A similar mode of burial was practised by the Chaldeans, where the funeral jars often contain a human cranium much too expanded to admit of the possibility of its passing out of it; so that, "either the clay must have been modelled over the corpse, and then baked, or the neck of the jar must have been added subsequently to the other rites of interment."*

Cave burial was also probably resorted to by the Mound-builders. Human remains have been found under such circumstances in Kentucky, Indiana, Tennessee, and in other States, but as it is impossible to identify these cave-tenants clearly with the Moundbuilders, I content myself with this passing notice.

Mounds of observation.- Crowning the conspicuous points which overlook the valleys, are often seen mounds which Squier and Davis suggest, may have been signal or alarm posts.
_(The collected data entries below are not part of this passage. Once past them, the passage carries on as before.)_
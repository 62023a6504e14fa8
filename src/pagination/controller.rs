//! Cursor-based pagination over a search service
//!
//! The controller is owned by a single update loop. Fetches run on tokio
//! tasks and report back through the owner's message channel, so all
//! mutation of the [`DocumentSet`] happens on the owning task.

use std::sync::Arc;

use tokio::sync::mpsc::UnboundedSender;
use tracing::{debug, warn};

use super::document_set::DocumentSet;
use crate::browser::Message;
use crate::error::ServiceError;
use crate::search::{Scope, SearchPage, SearchService, ServiceResult};

/// Fetch state of a document set
#[derive(Debug, Clone, PartialEq)]
pub enum FetchState {
    /// Nothing in flight, more hits may be available
    Idle,

    /// A page request is outstanding
    Loading,

    /// Every reported hit is loaded
    Exhausted,

    /// The last fetch failed; loaded hits are untouched
    Error(ServiceError),
}

/// Identifies the reset generation a fetch was issued under
#[derive(Debug, Clone, PartialEq)]
pub struct ScopeTag {
    scope: Scope,
    epoch: u64,
}

impl ScopeTag {
    pub fn scope(&self) -> &Scope {
        &self.scope
    }
}

/// A completed fetch, delivered to the owning loop
#[derive(Debug)]
pub struct PageArrival {
    pub tag: ScopeTag,
    pub result: ServiceResult<SearchPage>,
}

/// What [`PaginationController::on_page_arrived`] did with a page
#[derive(Debug, Clone, Copy, PartialEq, Eq)]
pub enum ArrivalOutcome {
    /// Hits were appended (possibly zero)
    Appended { count: usize },

    /// The fetch failed and the controller is in [`FetchState::Error`]
    Failed,

    /// The page belonged to a superseded scope and was dropped
    Stale,
}

/// Drives one scrollable result set against a [`SearchService`]
pub struct PaginationController {
    documents: DocumentSet,
    state: FetchState,

    /// Bumped on every reset so that in-flight fetches become stale even
    /// when the new scope equals the old one
    epoch: u64,

    service: Arc<dyn SearchService>,
    outbox: UnboundedSender<Message>,
}

impl PaginationController {
    /// Create a controller for `scope` with nothing loaded
    ///
    /// # Arguments
    /// * `service` - Search service used for page fetches
    /// * `outbox` - Channel of the owning loop; page arrivals are sent here
    /// * `scope` - Initial scope
    pub fn new(
        service: Arc<dyn SearchService>,
        outbox: UnboundedSender<Message>,
        scope: Scope,
    ) -> Self {
        Self {
            documents: DocumentSet::new(scope),
            state: FetchState::Idle,
            epoch: 0,
            service,
            outbox,
        }
    }

    /// Start over with a new scope
    ///
    /// Any fetch still in flight is invalidated and its page will be
    /// discarded on arrival.
    pub fn reset(&mut self, scope: Scope) {
        debug!("pagination reset: scope={}", scope);
        self.epoch += 1;
        self.documents.reset(scope);
        self.state = FetchState::Idle;
    }

    /// Request the next page
    ///
    /// Does nothing while a fetch is outstanding or when everything is
    /// loaded. Otherwise the request continues from the current cursor.
    ///
    /// # Returns
    /// * `bool` - True if a request was issued
    pub fn fetch_next(&mut self, page_size: usize) -> bool {
        if self.state == FetchState::Loading || !self.documents.has_more() {
            return false;
        }

        let tag = ScopeTag {
            scope: self.documents.scope().clone(),
            epoch: self.epoch,
        };
        let cursor = self.documents.cursor().clone();
        let service = Arc::clone(&self.service);
        let outbox = self.outbox.clone();

        debug!(
            "fetching page: scope={}, loaded={}, page_size={}",
            tag.scope,
            self.documents.len(),
            page_size
        );
        self.state = FetchState::Loading;

        tokio::spawn(async move {
            let result = service.search(&tag.scope, &cursor, page_size).await;
            // The receiver is gone once the view has closed; nothing to deliver to
            let _ = outbox.send(Message::PageArrived(PageArrival { tag, result }));
        });

        true
    }

    /// Merge a completed fetch
    pub fn on_page_arrived(&mut self, arrival: PageArrival) -> ArrivalOutcome {
        if arrival.tag.epoch != self.epoch || &arrival.tag.scope != self.documents.scope() {
            debug!("discarding stale page for scope={}", arrival.tag.scope);
            return ArrivalOutcome::Stale;
        }

        match arrival.result {
            Err(err) => {
                warn!("page fetch failed: {}", err);
                self.state = FetchState::Error(err);
                ArrivalOutcome::Failed
            }
            Ok(page) => {
                let count = page.hits.len();
                if let Some(previous) = self.documents.total()
                    && previous != page.total
                {
                    debug!("total changed between pages: {} -> {}", previous, page.total);
                }

                self.documents.append(page.hits, page.total);
                self.state = if self.documents.has_more() {
                    FetchState::Idle
                } else {
                    FetchState::Exhausted
                };
                ArrivalOutcome::Appended { count }
            }
        }
    }

    pub fn documents(&self) -> &DocumentSet {
        &self.documents
    }

    pub fn state(&self) -> &FetchState {
        &self.state
    }

    pub fn is_loading(&self) -> bool {
        self.state == FetchState::Loading
    }

    pub fn has_more(&self) -> bool {
        self.documents.has_more()
    }

    /// Error of the last failed fetch, if the controller is in the error state
    pub fn last_error(&self) -> Option<&ServiceError> {
        match &self.state {
            FetchState::Error(err) => Some(err),
            _ => None,
        }
    }
}

#[cfg(test)]
mod tests {
    use super::*;
    use crate::search::SortCursor;
    use crate::search::mock::{ScriptedService, page};
    use serde_json::json;
    use tokio::sync::mpsc::{self, UnboundedReceiver};

    fn setup(
        service: Arc<ScriptedService>,
    ) -> (PaginationController, UnboundedReceiver<Message>) {
        let (tx, rx) = mpsc::unbounded_channel();
        let controller = PaginationController::new(service, tx, Scope::new("idx"));
        (controller, rx)
    }

    async fn next_arrival(rx: &mut UnboundedReceiver<Message>) -> PageArrival {
        match rx.recv().await {
            Some(Message::PageArrived(arrival)) => arrival,
            other => panic!("expected a page arrival, got {other:?}"),
        }
    }

    #[tokio::test]
    async fn test_first_page_then_partial_page() {
        let service = Arc::new(ScriptedService::new());
        service.push_page(page(0, 100, 450));
        service.push_page(page(100, 50, 450));
        let (mut controller, mut rx) = setup(service.clone());
        controller.reset(Scope::new("scope-x"));

        assert!(controller.fetch_next(100));
        assert!(controller.is_loading());
        let arrival = next_arrival(&mut rx).await;
        assert_eq!(
            controller.on_page_arrived(arrival),
            ArrivalOutcome::Appended { count: 100 }
        );
        assert_eq!(controller.documents().len(), 100);
        assert_eq!(
            controller.documents().cursor(),
            &SortCursor::new(vec![json!(99)])
        );
        assert!(controller.has_more());
        assert_eq!(controller.state(), &FetchState::Idle);

        assert!(controller.fetch_next(100));
        let arrival = next_arrival(&mut rx).await;
        controller.on_page_arrived(arrival);
        assert_eq!(controller.documents().len(), 150);
        assert!(controller.has_more());

        let calls = service.calls();
        assert_eq!(calls.len(), 2);
        assert!(calls[0].cursor.is_start());
        assert_eq!(calls[0].scope, Scope::new("scope-x"));
        assert_eq!(calls[1].cursor, SortCursor::new(vec![json!(99)]));
        assert_eq!(calls[1].page_size, 100);
    }

    #[tokio::test]
    async fn test_fetch_while_loading_is_noop() {
        let service = Arc::new(ScriptedService::new());
        service.push_page(page(0, 10, 100));
        let (mut controller, mut rx) = setup(service.clone());

        assert!(controller.fetch_next(10));
        assert!(!controller.fetch_next(10));
        assert!(!controller.fetch_next(10));
        assert!(controller.documents().is_empty());
        assert!(controller.documents().cursor().is_start());

        let arrival = next_arrival(&mut rx).await;
        controller.on_page_arrived(arrival);
        assert_eq!(service.calls().len(), 1);
    }

    #[tokio::test]
    async fn test_exhausted_stops_fetching() {
        let service = Arc::new(ScriptedService::new());
        service.push_page(page(0, 5, 5));
        let (mut controller, mut rx) = setup(service.clone());

        controller.fetch_next(10);
        let arrival = next_arrival(&mut rx).await;
        controller.on_page_arrived(arrival);

        assert_eq!(controller.state(), &FetchState::Exhausted);
        assert!(!controller.fetch_next(10));
        assert_eq!(service.calls().len(), 1);
    }

    #[tokio::test]
    async fn test_empty_page_recomputes_has_more() {
        let service = Arc::new(ScriptedService::new());
        service.push_page(page(0, 20, 40));
        service.push_page(page(20, 0, 30));
        service.push_page(page(20, 0, 20));
        let (mut controller, mut rx) = setup(service.clone());

        controller.fetch_next(20);
        let arrival = next_arrival(&mut rx).await;
        controller.on_page_arrived(arrival);
        let cursor = controller.documents().cursor().clone();

        controller.fetch_next(20);
        let arrival = next_arrival(&mut rx).await;
        assert_eq!(
            controller.on_page_arrived(arrival),
            ArrivalOutcome::Appended { count: 0 }
        );
        assert_eq!(controller.documents().len(), 20);
        assert_eq!(controller.documents().total(), Some(30));
        assert_eq!(controller.documents().cursor(), &cursor);
        assert!(controller.has_more());

        controller.fetch_next(20);
        let arrival = next_arrival(&mut rx).await;
        controller.on_page_arrived(arrival);
        assert!(!controller.has_more());
        assert_eq!(controller.state(), &FetchState::Exhausted);
    }

    #[tokio::test]
    async fn test_shrinking_total_trusted_verbatim() {
        let service = Arc::new(ScriptedService::new());
        service.push_page(page(0, 10, 100));
        service.push_page(page(10, 10, 15));
        let (mut controller, mut rx) = setup(service.clone());

        controller.fetch_next(10);
        let arrival = next_arrival(&mut rx).await;
        controller.on_page_arrived(arrival);
        controller.fetch_next(10);
        let arrival = next_arrival(&mut rx).await;
        controller.on_page_arrived(arrival);

        assert_eq!(controller.documents().len(), 20);
        assert_eq!(controller.documents().total(), Some(15));
        assert!(!controller.has_more());
    }

    #[tokio::test]
    async fn test_error_preserves_documents_and_retry_resumes() {
        let service = Arc::new(ScriptedService::new());
        service.push_page(page(0, 10, 30));
        service.push_page(Err(ServiceError::Timeout));
        service.push_page(page(10, 10, 30));
        let (mut controller, mut rx) = setup(service.clone());

        controller.fetch_next(10);
        let arrival = next_arrival(&mut rx).await;
        controller.on_page_arrived(arrival);
        let before = controller.documents().clone();

        controller.fetch_next(10);
        let arrival = next_arrival(&mut rx).await;
        assert_eq!(controller.on_page_arrived(arrival), ArrivalOutcome::Failed);
        assert_eq!(controller.documents(), &before);
        assert_eq!(controller.last_error(), Some(&ServiceError::Timeout));

        assert!(controller.fetch_next(10));
        let arrival = next_arrival(&mut rx).await;
        controller.on_page_arrived(arrival);
        assert_eq!(controller.documents().len(), 20);
        assert_eq!(controller.last_error(), None);

        let calls = service.calls();
        assert_eq!(calls[1].cursor, calls[2].cursor);
        assert_eq!(calls[2].cursor, SortCursor::new(vec![json!(9)]));
    }

    #[tokio::test]
    async fn test_stale_page_after_reset_is_discarded() {
        let service = Arc::new(ScriptedService::new());
        service.push_page(page(0, 10, 100));
        service.push_page(page(500, 3, 3));
        let (mut controller, mut rx) = setup(service.clone());

        controller.fetch_next(10);
        let stale = next_arrival(&mut rx).await;

        controller.reset(Scope::new("other"));
        assert_eq!(controller.on_page_arrived(stale), ArrivalOutcome::Stale);
        assert!(controller.documents().is_empty());
        assert_eq!(controller.state(), &FetchState::Idle);

        controller.fetch_next(10);
        let fresh = next_arrival(&mut rx).await;
        controller.on_page_arrived(fresh);
        assert_eq!(controller.documents().len(), 3);
        assert_eq!(controller.documents().scope(), &Scope::new("other"));
        assert_eq!(
            controller.documents().get(0).map(|h| h.id.as_str()),
            Some("doc-500")
        );
    }

    #[tokio::test]
    async fn test_stale_page_after_reset_to_same_scope() {
        let service = Arc::new(ScriptedService::new());
        service.push_page(page(0, 10, 100));
        let (mut controller, mut rx) = setup(service.clone());

        controller.fetch_next(10);
        let stale = next_arrival(&mut rx).await;
        controller.reset(Scope::new("idx"));

        assert_eq!(controller.on_page_arrived(stale), ArrivalOutcome::Stale);
        assert!(controller.documents().is_empty());
    }

    #[tokio::test]
    async fn test_reset_is_idempotent() {
        let service = Arc::new(ScriptedService::new());
        service.push_page(page(0, 10, 100));
        let (mut controller, mut rx) = setup(service.clone());

        controller.fetch_next(10);
        let arrival = next_arrival(&mut rx).await;
        controller.on_page_arrived(arrival);

        controller.reset(Scope::new("y"));
        let first = (controller.documents().clone(), controller.state().clone());
        controller.reset(Scope::new("y"));
        let second = (controller.documents().clone(), controller.state().clone());

        assert_eq!(first, second);
        assert!(controller.documents().is_empty());
        assert!(controller.has_more());
        assert_eq!(controller.documents().total(), None);
    }
}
"Between Chillicothe and Columbus, on the eastern border of the Scioto Valley," say they, "not far from twenty may be selected, so placed in respect to each other, that it is believed, if the country were cleared of forests, signal fires might be transmitted in a few minutes along the whole line. On a hill opposite Chillicothe, nearly six hundred feet in height, the loftiest in the entire region, one of these mounds is placed. . . . A fire built upon it would be distinctly visible for fifteen or twenty miles up, and an equal distance down. the valley." The works at Merom, Indiana, are situ* "Rawlinson's 'Herodotus,'" Book i., chapter 198 — note.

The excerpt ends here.